Dr. de Jong testified that veterinary clients can file a complaint with the state veterinary licensing board if they believe a written prescription was denied them. Even in states without such laws or regulations, state boards of veterinary medicine could find that failure to honor a client’s request for a prescription constitutes unprofessional conduct, leading to discipline against a veterinarian.
A companion animal practitioner himself, Dr. de Jong told subcommittee members that veterinarians have incentives other than the deterrent of disciplinary action to honor clients’ requests for prescriptions. “A veterinarian who denies such a request risks alienating clients and harming his or her practice,” he stated. “In cases where the patient’s condition may worsen quickly without medication and the client wishes to fill the prescription at a pharmacy, denial of a written prescription may place the veterinarian at legal risk.”
Claims that veterinarians are financially motivated to withhold prescriptions so clients will have them filled by the veterinary clinic are baseless, according to Dr. de Jong. He referenced a 2015 report in which the Federal Trade Commission found no evidence of veterinarians refusing to give a client a written prescription.
“Until we have real evidence showing that a problem actually exists, it is premature to consider such a sweeping federal mandate,” Dr. de Jong stated.
This (bill) creates an administrative burden for veterinarians who should be spending their time and resources taking care of their animal patients.”
Dr. John de Jong, chair,
AVMA Board of Directors,
testifying about the
Fairness to Pet Owners Act.
Also testifying before the subcommittee was Nathan Smith, vice president of strategy and international for True Science, a pet medication and wellness company headquartered in Eagle, Idaho. Smith said the Fairness to Pet Owners Act would ultimately make pet drugs more affordable and easier to obtain.
“This is not an ‘us versus them’ type issue,” he explained. “We believe that if the market for pet medication is opened to competition, everyone will benefit: manufacturers, veterinarians, pet owners, and pets alike.”
Smith called it a conflict of interest when the veterinarian is also the drug retailer who can prescribe or recommend medications manufacturers sell exclusively to veterinarians. Government action is needed, he said, because veterinarians can influence clients’ drug purchasing decisions.

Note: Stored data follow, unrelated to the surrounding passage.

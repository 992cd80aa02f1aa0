//! This crate exposes two associative containers built from owned, singly
//! linked nodes: an ordered map on top of a Binary Search Tree and a hash map
//! on top of separately chained buckets.
//!
//! ## Ordered map
//!
//! [`OrderedMap`] is a Binary Search Tree. Every `Node` stores a key, a value
//! and up to two child `Node`s. The invariants are:
//!
//! 1. For every `Node`, all the `Node`s in its left subtree have a key less
//!    than its own key.
//! 2. For every `Node`, all the `Node`s in its right subtree have a key
//!    greater than its own key.
//!
//! Searching takes `O(height)`. The tree is never rebalanced, so the height
//! depends on insertion order: random keys give `O(lg N)` on average while
//! sorted keys give a linked list of height `N`. The invariants make sorted
//! iteration natural by visiting the left subtree, then the subtree root,
//! then the right subtree.
//!
//! ## Chained hash map
//!
//! [`ChainedHashMap`] owns a fixed number of buckets chosen when it is built.
//! A key lives in bucket `hash(key) % buckets`, in a chain alongside every
//! other key that landed there. Nothing resizes the table, so the average
//! chain grows with the load factor (entries per bucket) and lookups with it.
//!
//! Neither container is synchronized; wrap them in a lock to share them
//! between threads.

#![deny(missing_docs, clippy::clone_on_ref_ptr)]

pub mod chained;
mod error;
pub mod ordered;


pub use chained::ChainedHashMap;
pub use error::{Error, Result};
pub use ordered::OrderedMap;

“Having the prescription put directly and automatically into the hands of the consumer, without requiring the consumer to ask for it, sign a waiver, or pay a fee, is absolutely key,” Smith said. “That piece of paper lets the consumer know he or she has a choice.”
Tara Koslov testified on behalf of the FTC, where she’s deputy director of the Office of Policy Planning. Because the FTC believes portability likely benefits consumers, the commission generally supports policies that would increase both consumer awareness and veterinarian release of portable prescriptions, Koslov explained.
The FTC staff’s findings suggest consumers of pet medications may already benefit, to at least some extent, from price competition between veterinarians and alternative retailers, most notably for flea and tick control products and heartworm preventives, according to Koslov. Likewise, the benefits of price competition could be especially important for owners of pets with chronic health conditions that require the use of long-term medications, she said.
“Continued growth of retail distribution could increase competition and lead to even lower prices for pet medications in both veterinary and retail channels,” Koslov testified.